RIP Amizade
// INTRODUÇÃO
Era uma amizade que eu chamava de eterna. Que começou aos 6 anos e deu certo até os 18. Éramos duas amigas que não tinham nada em comum, mas que conseguiam enxergar a igualdade em cada palavra dita.
“Seremos amigas para sempre!” Dizíamos.
“Vamos casar e ter filhos juntas, para eles também serem melhores amigos.” Nós sonhávamos.
“Seremos madrinhas do casamento uma da outra!” Planejávamos com tanta convicção, que parecia estarmos prontas para subir ao altar, quando nem namorado tínhamos.
Eu jamais, em momento algum, pensei que só eu levei a sério todos os planos.
// CAPÍTULO ÚNICO
Abril, 2009.
Nós estávamos no trem. Era um longo caminho de São Paulo até Mogi das Cruzes. Mas havia seus pontos positivos.

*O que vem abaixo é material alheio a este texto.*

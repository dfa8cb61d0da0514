//! `mycelial workspace`: create, rename and configure workspaces.

use std::error::Error;

use crate::cli::context::{load_store, CliContext};
use crate::cli::WorkspaceCommands;
use crate::core::persona::PersonaCatalog;
use crate::core::workspace::{Workspace, WorkspaceStore};

fn workspace_lines(workspace: &Workspace, current: bool, catalog: &PersonaCatalog) -> Vec<String> {
    let marker = if current { "*" } else { "•" };
    let mut lines = vec![format!(
        "  {} {} ({} threads, {} knowledge items)",
        marker,
        workspace.name,
        workspace.threads.len(),
        workspace.linked_knowledge.len()
    )];
    let settings = &workspace.settings;
    if let Some(model) = settings.selected_model_id.as_deref() {
        lines.push(format!("    Model: {model}"));
    }
    if let Some(persona) = catalog.resolve_selected(settings.selected_persona_id.as_deref()) {
        lines.push(format!("    Persona: {}", persona.name));
    }
    if let Some(prompt) = settings.custom_system_prompt() {
        lines.push(format!("    Prompt: {prompt}"));
    }
    lines
}

pub fn run_workspace(
    ctx: &CliContext,
    command: Option<WorkspaceCommands>,
) -> Result<(), Box<dyn Error>> {
    let (mut store, path) = load_store()?;
    let message = apply(ctx, &mut store, command.unwrap_or(WorkspaceCommands::List))?;
    if let Some(message) = message {
        store.save_to_path(&path)?;
        println!("{message}");
    }
    Ok(())
}

/// Run one command against `store`. Returns the confirmation line when the
/// store changed and needs saving.
fn apply(
    ctx: &CliContext,
    store: &mut WorkspaceStore,
    command: WorkspaceCommands,
) -> Result<Option<String>, Box<dyn Error>> {
    let message = match command {
        WorkspaceCommands::List => {
            let catalog = PersonaCatalog::from_settings(&ctx.settings);
            let current = store.current().map(|c| c.workspace_id);
            if store.workspaces().is_empty() {
                println!("No workspaces yet. Create one with: mycelial workspace new <name>");
            }
            for workspace in store.workspaces() {
                let is_current = current.as_deref() == Some(workspace.id.as_str());
                for line in workspace_lines(workspace, is_current, &catalog) {
                    println!("{line}");
                }
            }
            return Ok(None);
        }
        WorkspaceCommands::New { name } => {
            let name = name.join(" ");
            if name.trim().is_empty() {
                return Err("Workspace name must not be empty".into());
            }
            let created = store.create_workspace(&name);
            format!("✅ Created workspace '{}'", created.name)
        }
        WorkspaceCommands::Rename { workspace, name } => {
            let name = name.join(" ");
            if name.trim().is_empty() {
                return Err("Workspace name must not be empty".into());
            }
            let id = store.find_workspace(&workspace)?.id.clone();
            store.rename_workspace(&id, &name)?;
            format!("✅ Renamed workspace '{workspace}' to '{}'", name.trim())
        }
        WorkspaceCommands::Delete { workspace } => {
            let id = store.find_workspace(&workspace)?.id.clone();
            let removed = store.delete_workspace(&id)?;
            format!(
                "✅ Deleted workspace '{}' and its {} threads",
                removed.name,
                removed.threads.len()
            )
        }
        WorkspaceCommands::Prompt {
            workspace,
            prompt,
            off,
        } => {
            let id = store.find_workspace(&workspace)?.id.clone();
            let prompt = prompt.join(" ");
            if off || prompt.trim().is_empty() {
                store.update_workspace_settings(&id, |s| s.override_system_prompt = Some(false))?;
                format!("✅ Workspace '{workspace}' uses the default system prompt")
            } else {
                store.update_workspace_settings(&id, |s| {
                    s.custom_system_prompt = Some(prompt.trim().to_string());
                    s.override_system_prompt = Some(true);
                })?;
                format!("✅ Set a custom system prompt for '{workspace}'")
            }
        }
        WorkspaceCommands::Persona { workspace, persona } => {
            let id = store.find_workspace(&workspace)?.id.clone();
            match persona.as_deref().map(str::trim).filter(|p| !p.is_empty()) {
                Some(persona_id) => {
                    let catalog = PersonaCatalog::from_settings(&ctx.settings);
                    let persona = catalog.find(persona_id).ok_or_else(|| {
                        format!("Persona '{persona_id}' not found. See `mycelial personas`.")
                    })?;
                    store.select_persona(&id, Some(persona.id.as_str()))?;
                    format!("✅ Workspace '{workspace}' now uses persona '{}'", persona.name)
                }
                None => {
                    store.select_persona(&id, None)?;
                    format!("✅ Workspace '{workspace}' uses no persona")
                }
            }
        }
        WorkspaceCommands::Model { workspace, model } => {
            let id = store.find_workspace(&workspace)?.id.clone();
            let model = model.map(|m| m.trim().to_string()).filter(|m| !m.is_empty());
            let message = match model.as_deref() {
                Some(model) => format!("✅ Workspace '{workspace}' now uses model {model}"),
                None => format!(
                    "✅ Workspace '{workspace}' uses the default model ({})",
                    ctx.settings.default_model()
                ),
            };
            store.update_workspace_settings(&id, |s| s.selected_model_id = model)?;
            message
        }
    };
    Ok(Some(message))
}

#[cfg(test)]
mod tests {
    use super::*;
    use crate::core::config::GlobalSettings;
    use crate::core::credentials::ApiKeyStore;

    fn ctx() -> CliContext {
        let mut settings = GlobalSettings::default();
        settings.seed_builtin_personas();
        CliContext {
            settings,
            keys: ApiKeyStore::new_with_keyring(false),
        }
    }

    fn words(s: &str) -> Vec<String> {
        s.split_whitespace().map(str::to_string).collect()
    }

    #[test]
    fn new_and_rename_workspace() {
        let ctx = ctx();
        let mut store = WorkspaceStore::new();
        apply(&ctx, &mut store, WorkspaceCommands::New { name: words("Side project") }).unwrap();
        assert_eq!(store.workspaces()[0].name, "Side project");

        let message = apply(
            &ctx,
            &mut store,
            WorkspaceCommands::Rename {
                workspace: "side PROJECT".into(),
                name: words("Main project"),
            },
        )
        .unwrap();
        assert!(message.is_some());
        assert_eq!(store.workspaces()[0].name, "Main project");
    }

    #[test]
    fn persona_must_exist_in_catalog() {
        let ctx = ctx();
        let mut store = WorkspaceStore::new();
        store.create_workspace("Work");

        let result = apply(
            &ctx,
            &mut store,
            WorkspaceCommands::Persona {
                workspace: "Work".into(),
                persona: Some("nobody".into()),
            },
        );
        assert!(result.is_err());

        apply(
            &ctx,
            &mut store,
            WorkspaceCommands::Persona {
                workspace: "Work".into(),
                persona: Some("mentor".into()),
            },
        )
        .unwrap();
        assert_eq!(
            store.workspaces()[0].settings.selected_persona_id.as_deref(),
            Some("mentor")
        );
    }

    #[test]
    fn prompt_off_disables_override_but_keeps_text() {
        let ctx = ctx();
        let mut store = WorkspaceStore::new();
        store.create_workspace("Work");
        apply(
            &ctx,
            &mut store,
            WorkspaceCommands::Prompt {
                workspace: "Work".into(),
                prompt: words("Answer in French."),
                off: false,
            },
        )
        .unwrap();
        assert_eq!(
            store.workspaces()[0].settings.custom_system_prompt(),
            Some("Answer in French.")
        );

        apply(
            &ctx,
            &mut store,
            WorkspaceCommands::Prompt {
                workspace: "Work".into(),
                prompt: Vec::new(),
                off: true,
            },
        )
        .unwrap();
        let settings = &store.workspaces()[0].settings;
        assert_eq!(settings.custom_system_prompt(), None);
        assert_eq!(
            settings.custom_system_prompt.as_deref(),
            Some("Answer in French.")
        );
    }

    #[test]
    fn clearing_model_falls_back_to_default() {
        let ctx = ctx();
        let mut store = WorkspaceStore::new();
        store.create_workspace("Work");
        apply(
            &ctx,
            &mut store,
            WorkspaceCommands::Model {
                workspace: "Work".into(),
                model: Some("openai/gpt-4o".into()),
            },
        )
        .unwrap();
        assert_eq!(
            store.workspaces()[0].settings.selected_model_id.as_deref(),
            Some("openai/gpt-4o")
        );
        apply(
            &ctx,
            &mut store,
            WorkspaceCommands::Model {
                workspace: "Work".into(),
                model: None,
            },
        )
        .unwrap();
        assert_eq!(store.workspaces()[0].settings.selected_model_id, None);
    }
}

Toda sexta-feira eu e Luiza voltávamos de São Paulo juntas. Nós não cursávamos a mesma coisa, muito menos estudávamos na mesma instituição, mas éramos melhores amigas e é assim que nós nos arranjamos para nos vermos, já que se no ano anterior nos víamos todos os dias por conta da escola, agora pelo menos uma vez na semana era certo o nosso encontro.
Luiza optou pelo curso de artes cênicas. Seu sonho era entrar no grupo de teatro do Wolf Maia e conseguir deslanchar em uma carreira que a tornaria a próxima grande atriz da TV Globo. Eu, por outro lado, era completamente antissocial, o que me fez optar pelo curso de química, onde poderia ficar tranquila com meu ótimo bom senso com a matéria, e longe de pessoas com quem pudesse me relacionar (contra a minha vontade).
Nossa amizade começou em 1996, quando eu tinha 6 anos e Luiza, 5. Íamos para a mesma escola e seguimos unidas até o último ano do colegial. Como toda amizade, houveram seus altos e baixos, mas foi exatamente por isso que, na minha opinião, nossa amizade seria eterna. Se durante 12 anos conseguimos ultrapassar todos os obstáculos, o que seria o resto da vida?
Eu jamais imaginaria que Luiza fosse mudar tanto durante a faculdade. Está certo, nós estávamos separadas e criamos outros grupos de amigos. Além disso, nós nunca achamos que mudamos, mas se a turma do colégio, quando nos encontramos, acaba dizendo aquela frase “Ah, você não muda mesmo, Natália.”, então é porque continuamos a mesma pessoa que éramos, não é?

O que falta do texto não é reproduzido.